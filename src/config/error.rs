//! Configuration error types
//!
//! Every error here is fatal: a configuration that fails to load aborts the
//! run before any menu opens, so a half-applied filter set never selects the
//! wrong browser.

use std::path::PathBuf;

use thiserror::Error;

use crate::ExitCode;

/// Errors produced while locating, reading or applying configuration
#[derive(Debug, Error)]
pub enum ConfigError {
    /// Declared path is neither a file nor a directory
    #[error("'{}' is neither a file nor a directory", path.display())]
    NotFound { path: PathBuf },

    /// Directory holds none of the recognized configuration file names
    #[error("the directory '{}' does not contain any configuration file", path.display())]
    NoConfigInDirectory { path: PathBuf },

    /// Configuration file could not be read
    #[error("failed to read '{}': {source}", path.display())]
    Read {
        path: PathBuf,
        #[source]
        source: std::io::Error,
    },

    /// Configuration file is not valid TOML
    #[error("failed to parse '{}': {source}", path.display())]
    Parse {
        path: PathBuf,
        #[source]
        source: toml::de::Error,
    },

    /// A section name holds a plain value instead of a table
    #[error("'{section}' is supposed to be a section, found a {found}")]
    NotASection {
        section: String,
        found: &'static str,
    },

    /// A setting holds a value of the wrong type
    #[error("setting '{section}.{setting}' must be of type '{expected}'")]
    WrongType {
        section: String,
        setting: String,
        expected: &'static str,
    },

    /// A browser name that is not registered
    #[error("[{section}] '{name}' is not the name of a browser")]
    UnknownBrowser { section: String, name: String },

    /// A search engine name that is not registered
    #[error("[{section}] '{name}' is not the name of a search engine")]
    UnknownSearchEngine { section: String, name: String },

    /// Width outside (0, 100]
    #[error("width must be greater than 0% and at most 100%, got {0}%")]
    WidthOutOfRange(i64),

    /// Custom browser or search engine declaration is malformed
    #[error("invalid declaration '{section}.{name}': {reason}")]
    InvalidDeclaration {
        section: String,
        name: String,
        reason: String,
    },

    /// Initial configuration could not be written
    #[error("failed to write '{}': {source}", path.display())]
    Write {
        path: PathBuf,
        #[source]
        source: std::io::Error,
    },

    /// Home directory could not be determined
    #[error("could not determine the home directory")]
    NoHomeDirectory,
}

impl ConfigError {
    pub(crate) fn wrong_type(section: &str, setting: &str, expected: &'static str) -> Self {
        Self::WrongType {
            section: section.to_string(),
            setting: setting.to_string(),
            expected,
        }
    }

    pub(crate) fn unknown_browser(section: &str, name: &str) -> Self {
        Self::UnknownBrowser {
            section: section.to_string(),
            name: name.to_string(),
        }
    }

    pub(crate) fn unknown_search_engine(section: &str, name: &str) -> Self {
        Self::UnknownSearchEngine {
            section: section.to_string(),
            name: name.to_string(),
        }
    }

    /// Whether the error is about where configuration lives, not what it says
    #[must_use]
    pub const fn is_location_error(&self) -> bool {
        matches!(
            self,
            Self::NotFound { .. } | Self::NoConfigInDirectory { .. } | Self::NoHomeDirectory
        )
    }

    /// Process exit code for this error
    #[must_use]
    pub const fn exit_code(&self) -> ExitCode {
        if self.is_location_error() {
            ExitCode::WrongConfigPath
        } else {
            ExitCode::IncorrectConfig
        }
    }
}
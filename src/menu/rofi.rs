//! rofi / wofi backend

use std::io::Write;
use std::path::PathBuf;
use std::process::{Command, Stdio};

use super::error::{MenuError, Result};
use super::traits::{Menu, MenuRequest, MenuResponse};
use crate::config::{Configuration, Customization};
use crate::system::Environment;

pub const ROFI: &str = "rofi";
pub const WOFI: &str = "wofi";

/// Menu backed by a dmenu-compatible program
#[derive(Debug, Clone, PartialEq, Eq)]
pub struct RofiMenu {
    program: String,
    config: Option<PathBuf>,
    /// `-kb-custom-1` to `-kb-custom-4`
    keybindings: [Option<String>; 4],
}

impl RofiMenu {
    #[must_use]
    pub fn new(program: impl Into<String>) -> Self {
        Self {
            program: program.into(),
            config: None,
            keybindings: Default::default(),
        }
    }

    /// `wofi` in a Wayland session, `rofi` otherwise
    #[must_use]
    pub fn for_environment(environment: &Environment) -> Self {
        Self::new(if environment.is_wayland() { WOFI } else { ROFI })
    }

    /// Menu for the session described by `config`
    #[must_use]
    pub fn from_config(config: &Configuration) -> Self {
        Self::for_environment(&config.environment).with_customization(&config.customization)
    }

    /// Take the rofi configuration file and keybindings from `customization`
    #[must_use]
    pub fn with_customization(mut self, customization: &Customization) -> Self {
        self.config.clone_from(&customization.rofi_config);
        self.keybindings = [
            customization.kb_browsers.clone(),
            customization.kb_search_engines.clone(),
            customization.kb_toggle_private.clone(),
            customization.kb_change_language.clone(),
        ];
        self
    }

    #[must_use]
    pub fn program(&self) -> &str {
        &self.program
    }

    /// Command-line arguments for one screen
    #[must_use]
    pub fn arguments(&self, request: &MenuRequest) -> Vec<String> {
        let mut args = vec!["-dmenu".to_string(), "-no-sort".to_string()];
        if request.markup {
            args.push("-markup-rows".to_string());
        }

        push_option(&mut args, "-p", Some(&request.prompt));
        push_option(&mut args, "-mesg", request.message.as_deref());
        push_option(&mut args, "-format", Some(request.format.as_str()));
        push_option(&mut args, "-filter", request.filter.as_deref());
        push_option(&mut args, "-theme-str", request.theme.as_deref());

        let config = self.config.as_ref().map(|path| path.display().to_string());
        push_option(&mut args, "-config", config.as_deref());

        for (index, keybinding) in self.keybindings.iter().enumerate() {
            let flag = format!("-kb-custom-{}", index + 1);
            push_option(&mut args, &flag, keybinding.as_deref());
        }
        args
    }
}

/// Append `flag value`, unless the value is missing or empty
fn push_option(args: &mut Vec<String>, flag: &str, value: Option<&str>) {
    if let Some(value) = value.filter(|v| !v.is_empty()) {
        args.push(flag.to_string());
        args.push(value.to_string());
    }
}

impl Menu for RofiMenu {
    fn show(&self, request: &MenuRequest) -> Result<MenuResponse> {
        let args = self.arguments(request);
        tracing::debug!(program = %self.program, ?args, "spawning menu");

        let mut child = Command::new(&self.program)
            .args(&args)
            .stdin(Stdio::piped())
            .stdout(Stdio::piped())
            .spawn()
            .map_err(|source| MenuError::Spawn {
                program: self.program.clone(),
                source,
            })?;

        if let Some(mut stdin) = child.stdin.take() {
            stdin.write_all(request.lines.join("\n").as_bytes())?;
        }

        let output = child.wait_with_output()?;
        // Killed by a signal: no status, which no transition accepts.
        let code = output.status.code().unwrap_or(-1);
        let response = MenuResponse::new(code, String::from_utf8_lossy(&output.stdout));
        tracing::debug!(code = response.code, output = %response.output, "menu closed");
        Ok(response)
    }
}
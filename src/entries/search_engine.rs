//! Search engines and search URL construction

use std::sync::LazyLock;

use regex::Regex;
use url::form_urlencoded;

use super::{Entry, with_leading_aliases};

/// Query parameter used when an engine does not name its own
pub const DEFAULT_SEARCH_FIELD: &str = "q";

const LANGUAGE_PLACEHOLDER: &str = "{lang}";

static NEEDS_LANGUAGE: LazyLock<Regex> = LazyLock::new(|| {
    Regex::new(r"^https?://.*\{lang\}").expect("language placeholder pattern is valid")
});

/// A search engine reachable through a GET request
#[derive(Debug, Clone, PartialEq, Eq)]
pub struct SearchEngine {
    name: String,
    url: String,
    aliases: Vec<String>,
    field: String,
    escape: bool,
    private: bool,
}

impl SearchEngine {
    /// Create a search engine with the default field and escaping enabled
    #[must_use]
    pub fn new(name: impl Into<String>, url: impl Into<String>) -> Self {
        let name = name.into();
        let aliases = with_leading_aliases(Vec::new(), &[name.to_lowercase().as_str()]);
        Self {
            name,
            url: url.into(),
            aliases,
            field: DEFAULT_SEARCH_FIELD.to_string(),
            escape: true,
            private: false,
        }
    }

    /// Add extra aliases after the lower-cased name
    #[must_use]
    pub fn with_aliases<I, S>(mut self, aliases: I) -> Self
    where
        I: IntoIterator<Item = S>,
        S: Into<String>,
    {
        let extra = aliases.into_iter().map(Into::into).collect();
        self.aliases = with_leading_aliases(extra, &[self.name.to_lowercase().as_str()]);
        self
    }

    #[must_use]
    pub fn with_field(mut self, field: impl Into<String>) -> Self {
        self.field = field.into();
        self
    }

    #[must_use]
    pub const fn with_escape(mut self, escape: bool) -> Self {
        self.escape = escape;
        self
    }

    #[must_use]
    pub const fn with_private(mut self, private: bool) -> Self {
        self.private = private;
        self
    }

    /// URL template, possibly containing `{lang}`
    #[must_use]
    pub fn url(&self) -> &str {
        &self.url
    }

    #[must_use]
    pub fn field(&self) -> &str {
        &self.field
    }

    /// Whether search terms are percent-encoded
    #[must_use]
    pub const fn escapes(&self) -> bool {
        self.escape
    }

    /// Whether the engine respects the user's privacy
    #[must_use]
    pub const fn is_private(&self) -> bool {
        self.private
    }

    /// Build the request URL for `terms` in `language`
    ///
    /// Empty terms give the bare engine URL, which opens its home page.
    /// Escaping engines receive the terms form-encoded (spaces become `+`);
    /// the others receive them verbatim, for engines that take the query as
    /// part of a path and break under encoding.
    ///
    /// # Examples
    /// ```
    /// use rofi_search::entries::SearchEngine;
    ///
    /// let engine = SearchEngine::new("Yahoo!", "https://{lang}.search.yahoo.com/search");
    /// assert_eq!(
    ///     engine.format_url("rust lang", "fr"),
    ///     "https://fr.search.yahoo.com/search?q=rust+lang"
    /// );
    /// ```
    #[must_use]
    pub fn format_url(&self, terms: &str, language: &str) -> String {
        if terms.is_empty() {
            return self.url.clone();
        }

        let url = if NEEDS_LANGUAGE.is_match(&self.url) {
            self.url.replace(LANGUAGE_PLACEHOLDER, language)
        } else {
            self.url.clone()
        };

        let query = if self.escape {
            form_urlencoded::Serializer::new(String::new())
                .append_pair(&self.field, terms)
                .finish()
        } else {
            format!("{}={terms}", self.field)
        };
        format!("{url}?{query}")
    }
}

impl Entry for SearchEngine {
    fn name(&self) -> &str {
        &self.name
    }

    fn utility(&self) -> &str {
        &self.url
    }

    fn aliases(&self) -> &[String] {
        &self.aliases
    }
}
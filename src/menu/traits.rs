//! Core traits for the menu abstraction layer

use super::error::{MenuError, Result};

/// What the menu prints once a line is accepted
#[derive(Debug, Clone, Copy, PartialEq, Eq, Default)]
pub enum SelectionFormat {
    /// The accepted text itself
    #[default]
    Text,
    /// Zero-based index of the accepted candidate
    Index,
}

impl SelectionFormat {
    /// Value of the `-format` option
    #[must_use]
    pub const fn as_str(self) -> &'static str {
        match self {
            Self::Text => "s",
            Self::Index => "i",
        }
    }
}

/// One screen of the menu
#[derive(Debug, Clone, Default, PartialEq, Eq)]
pub struct MenuRequest {
    /// Prompt shown before the input field
    pub prompt: String,
    /// Status message shown under the input field
    pub message: Option<String>,
    /// Candidate lines, written to the menu's standard input
    pub lines: Vec<String>,
    /// Text the input field starts with
    pub filter: Option<String>,
    /// Extra theme rules
    pub theme: Option<String>,
    pub format: SelectionFormat,
    /// Interpret Pango markup in candidate lines
    pub markup: bool,
}

impl MenuRequest {
    #[must_use]
    pub fn new(prompt: impl Into<String>) -> Self {
        Self {
            prompt: prompt.into(),
            ..Self::default()
        }
    }

    #[must_use]
    pub fn with_message(mut self, message: impl Into<String>) -> Self {
        self.message = Some(message.into());
        self
    }

    /// Set candidate lines, selected by index and rendered as markup
    #[must_use]
    pub fn with_markup_lines(mut self, lines: Vec<String>) -> Self {
        self.lines = lines;
        self.format = SelectionFormat::Index;
        self.markup = true;
        self
    }

    /// Set plain candidate lines, selected by text
    #[must_use]
    pub fn with_lines(mut self, lines: Vec<String>) -> Self {
        self.lines = lines;
        self.format = SelectionFormat::Text;
        self
    }

    #[must_use]
    pub fn with_filter(mut self, filter: impl Into<String>) -> Self {
        self.filter = Some(filter.into());
        self
    }

    #[must_use]
    pub fn with_theme(mut self, theme: impl Into<String>) -> Self {
        self.theme = Some(theme.into());
        self
    }
}

/// What the menu program answered
#[derive(Debug, Clone, PartialEq, Eq)]
pub struct MenuResponse {
    /// Exit status: 0 accepted, 1 cancelled, 10 and up custom keybindings
    pub code: i32,
    /// Standard output, trimmed
    pub output: String,
}

impl MenuResponse {
    #[must_use]
    pub fn new(code: i32, output: impl Into<String>) -> Self {
        Self {
            code,
            output: output.into().trim().to_string(),
        }
    }

    /// Accepted candidate index, checked against the number of candidates
    ///
    /// rofi prints `-1` when the typed text matches no row, so an empty
    /// output or any number outside `0..candidates` is no selection.
    ///
    /// # Errors
    ///
    /// Returns `MenuError::InvalidIndex` if the output is not a number.
    pub fn index(&self, candidates: usize) -> Result<Option<usize>> {
        if self.output.is_empty() {
            return Ok(None);
        }
        let index = self
            .output
            .parse::<i64>()
            .map_err(|_| MenuError::InvalidIndex(self.output.clone()))?;
        Ok(usize::try_from(index).ok().filter(|&index| index < candidates))
    }
}

/// Trait for menu implementations
///
/// This trait abstracts away the dmenu-style program, so the session logic
/// can be driven by scripted responses in tests.
pub trait Menu {
    /// Show one screen and wait for the user's answer
    ///
    /// # Errors
    ///
    /// Returns an error if the menu program cannot be run.
    fn show(&self, request: &MenuRequest) -> Result<MenuResponse>;
}
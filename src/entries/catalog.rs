//! Built-in browsers and search engines
//!
//! Privacy flags and base relations are data: each built-in entry is one
//! row below, so they can be reviewed and corrected in one place. Users who
//! disagree with a flag can override the entry from their configuration.

use super::{Browser, BrowserId, EngineId, Registry, SearchEngine};

/// Browser used when nothing else resolves
pub const DEFAULT_BROWSER: &str = "Firefox";

/// Search engine used when nothing else resolves
pub const DEFAULT_SEARCH_ENGINE: &str = "DuckDuckGo";

const FIREFOX_PRIVATE: &[&str] = &["--private-window"];
const CHROMIUM_PRIVATE: &[&str] = &["--incognito"];

/// Family a built-in browser belongs to
#[derive(Clone, Copy)]
enum Family {
    Firefox,
    Chromium,
}

/// (name, executable, private, family, private arguments)
type BrowserRow = (&'static str, &'static str, bool, Family, &'static [&'static str]);

/// Browsers based on one of the two roots, Chromium and Firefox
const BROWSERS: &[BrowserRow] = &[
    ("Brave", "brave", true, Family::Chromium, CHROMIUM_PRIVATE),
    ("Chrome", "google-chrome-stable", false, Family::Chromium, CHROMIUM_PRIVATE),
    ("Floorp", "floorp", true, Family::Firefox, FIREFOX_PRIVATE),
    ("Ice Cat", "icecat", true, Family::Firefox, FIREFOX_PRIVATE),
    ("Librewolf", "librewolf", true, Family::Firefox, FIREFOX_PRIVATE),
    ("Opera", "opera", false, Family::Chromium, &["--private"]),
    ("Palemoon", "palemoon", true, Family::Firefox, &["-private-window"]),
    ("qutebrowser", "qutebrowser", false, Family::Chromium, &["--target", "private-window"]),
    ("Tor", "torbrowser-launcher", true, Family::Firefox, &[]),
    ("Ungoogled Chromium", "ungoogled-chromium", true, Family::Chromium, CHROMIUM_PRIVATE),
    ("Vivaldi", "vivaldi", false, Family::Chromium, CHROMIUM_PRIVATE),
    ("Waterfox", "waterfox", true, Family::Firefox, FIREFOX_PRIVATE),
    ("Zen", "zen-browser", true, Family::Firefox, FIREFOX_PRIVATE),
];

/// (name, url, private, field, escape, extra aliases)
type EngineRow = (
    &'static str,
    &'static str,
    bool,
    Option<&'static str>,
    bool,
    &'static [&'static str],
);

const FALLBACK_SEARCH_ENGINE: EngineRow =
    (DEFAULT_SEARCH_ENGINE, "https://duckduckgo.com/", true, None, true, &["ddg"]);

const SEARCH_ENGINES: &[EngineRow] = &[
    ("aol", "https://search.aol.com/aol/search", false, None, true, &[]),
    ("Ask", "https://www.ask.com/web", false, None, true, &[]),
    ("Bing", "https://www.bing.com/search", false, None, true, &[]),
    ("Brave Search", "https://search.brave.com/search", true, None, true, &[]),
    ("Ecosia", "https://www.ecosia.org/search", false, None, true, &[]),
    ("Google", "https://www.google.com/search", false, None, true, &[]),
    ("Mojeek", "https://www.mojeek.com/search", true, None, true, &[]),
    ("Qwant", "https://www.qwant.com/", true, None, true, &[]),
    ("Startpage", "https://www.startpage.com/search", true, None, true, &[]),
    ("Swisscows", "https://swisscows.com/en/web", true, Some("query"), true, &[]),
    ("The Wayback Machine", "https://web.archive.org/web/", false, None, false, &["wayback"]),
    ("Yahoo!", "https://{lang}.search.yahoo.com/search", false, None, true, &[]),
    ("YouTube", "https://www.youtube.com/results", false, Some("search_query"), true, &["yt", "ytb"]),
];

fn search_engine(row: &EngineRow) -> SearchEngine {
    let &(name, url, private, field, escape, aliases) = row;
    let engine = SearchEngine::new(name, url)
        .with_private(private)
        .with_escape(escape)
        .with_aliases(aliases.iter().copied());
    match field {
        Some(field) => engine.with_field(field),
        None => engine,
    }
}

/// Browser and search engine registries of one run
#[derive(Debug, Clone)]
pub struct Catalog {
    pub browsers: Registry<Browser>,
    pub search_engines: Registry<SearchEngine>,
    default_browser: BrowserId,
    default_search_engine: EngineId,
}

impl Catalog {
    /// Catalog holding the built-in entries
    #[must_use]
    pub fn builtin() -> Self {
        let mut search_engines = Registry::new();
        let default_search_engine = search_engines.register(search_engine(&FALLBACK_SEARCH_ENGINE));
        for row in SEARCH_ENGINES {
            search_engines.register(search_engine(row));
        }

        let mut browsers = Registry::new();
        let chromium = browsers.register(
            Browser::new("Chromium", "chromium").with_private_arguments(CHROMIUM_PRIVATE.iter().copied()),
        );
        let firefox = browsers.register(
            Browser::new(DEFAULT_BROWSER, "firefox").with_private_arguments(FIREFOX_PRIVATE.iter().copied()),
        );
        for &(name, executable, private, family, private_arguments) in BROWSERS {
            let base = match family {
                Family::Firefox => firefox,
                Family::Chromium => chromium,
            };
            browsers.register(
                Browser::new(name, executable)
                    .with_private(private)
                    .with_private_arguments(private_arguments.iter().copied())
                    .based_on(base),
            );
        }

        Self {
            browsers,
            search_engines,
            default_browser: firefox,
            default_search_engine,
        }
    }

    /// Fallback browser of last resort
    #[must_use]
    pub const fn default_browser(&self) -> BrowserId {
        self.default_browser
    }

    /// Fallback search engine of last resort
    #[must_use]
    pub const fn default_search_engine(&self) -> EngineId {
        self.default_search_engine
    }

    #[must_use]
    pub fn browser(&self, id: BrowserId) -> &Browser {
        self.browsers.get(id)
    }

    #[must_use]
    pub fn search_engine(&self, id: EngineId) -> &SearchEngine {
        self.search_engines.get(id)
    }
}

impl Default for Catalog {
    fn default() -> Self {
        Self::builtin()
    }
}
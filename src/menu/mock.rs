//! Scripted menu for testing

use std::cell::RefCell;
use std::collections::VecDeque;

use super::error::{MenuError, Result};
use super::traits::{Menu, MenuRequest, MenuResponse};

/// Menu that replays predetermined responses
///
/// Every request it is shown is recorded, so tests can check what the user
/// would have seen.
#[derive(Debug, Default)]
pub struct ScriptedMenu {
    responses: RefCell<VecDeque<MenuResponse>>,
    requests: RefCell<Vec<MenuRequest>>,
}

impl ScriptedMenu {
    /// Create a menu answering with `responses`, in order
    #[must_use]
    pub fn new(responses: impl IntoIterator<Item = MenuResponse>) -> Self {
        Self {
            responses: RefCell::new(responses.into_iter().collect()),
            requests: RefCell::new(Vec::new()),
        }
    }

    /// Create a menu from `(code, output)` pairs
    #[must_use]
    pub fn from_codes(responses: &[(i32, &str)]) -> Self {
        Self::new(
            responses
                .iter()
                .map(|(code, output)| MenuResponse::new(*code, *output)),
        )
    }

    /// Requests shown so far
    #[must_use]
    pub fn requests(&self) -> Vec<MenuRequest> {
        self.requests.borrow().clone()
    }

    /// Number of responses not consumed yet
    #[must_use]
    pub fn remaining(&self) -> usize {
        self.responses.borrow().len()
    }
}

impl Menu for ScriptedMenu {
    fn show(&self, request: &MenuRequest) -> Result<MenuResponse> {
        self.requests.borrow_mut().push(request.clone());
        self.responses
            .borrow_mut()
            .pop_front()
            .ok_or_else(|| MenuError::Exhausted(request.prompt.clone()))
    }
}
//! List commands - print the known browsers or search engines

use crate::config::Configuration;
use crate::output;
use crate::system::InstallCheck;

/// Print every registered browser, including custom ones
pub fn browsers(config: &Configuration, installed: &dyn InstallCheck) {
    print!("{}", output::browsers_table(config, installed));
}

/// Print every registered search engine, including custom ones
pub fn search_engines(config: &Configuration) {
    print!("{}", output::search_engines_table(config));
}
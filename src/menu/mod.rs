//! Menu abstraction layer
//!
//! The interactive part of rofi-search is an external dmenu-style program.
//! Each screen is described by a [`MenuRequest`] and handed to a [`Menu`],
//! which answers with the program's exit status and output. The exit status
//! decides the next screen through [`Transition::from_code`].
//!
//! # Backends
//!
//! - **`RofiMenu`** - spawns `rofi`, or `wofi` under Wayland
//! - **`ScriptedMenu`** - replays canned responses, for tests and dry runs
//!
//! # Implementing a Custom Menu
//!
//! ```
//! use rofi_search::menu::{Menu, MenuRequest, MenuResponse, Result};
//!
//! struct AlwaysCancel;
//!
//! impl Menu for AlwaysCancel {
//!     fn show(&self, _request: &MenuRequest) -> Result<MenuResponse> {
//!         Ok(MenuResponse::new(1, ""))
//!     }
//! }
//! ```

mod error;
mod mock;
mod rofi;
mod state;
mod traits;

pub use error::{MenuError, Result};
pub use mock::ScriptedMenu;
pub use rofi::RofiMenu;
pub use state::{MenuState, Transition};
pub use traits::{Menu, MenuRequest, MenuResponse, SelectionFormat};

::::::::

> [What the exercise asks]:
Copy all lines from the data above that contain the word "failed".

> [Output]:
    #[error("failed to read '{}': {source}", path.display())]
    #[error("failed to parse '{}': {source}", path.display())]
    #[error("failed to write '{}': {source}", path.display())]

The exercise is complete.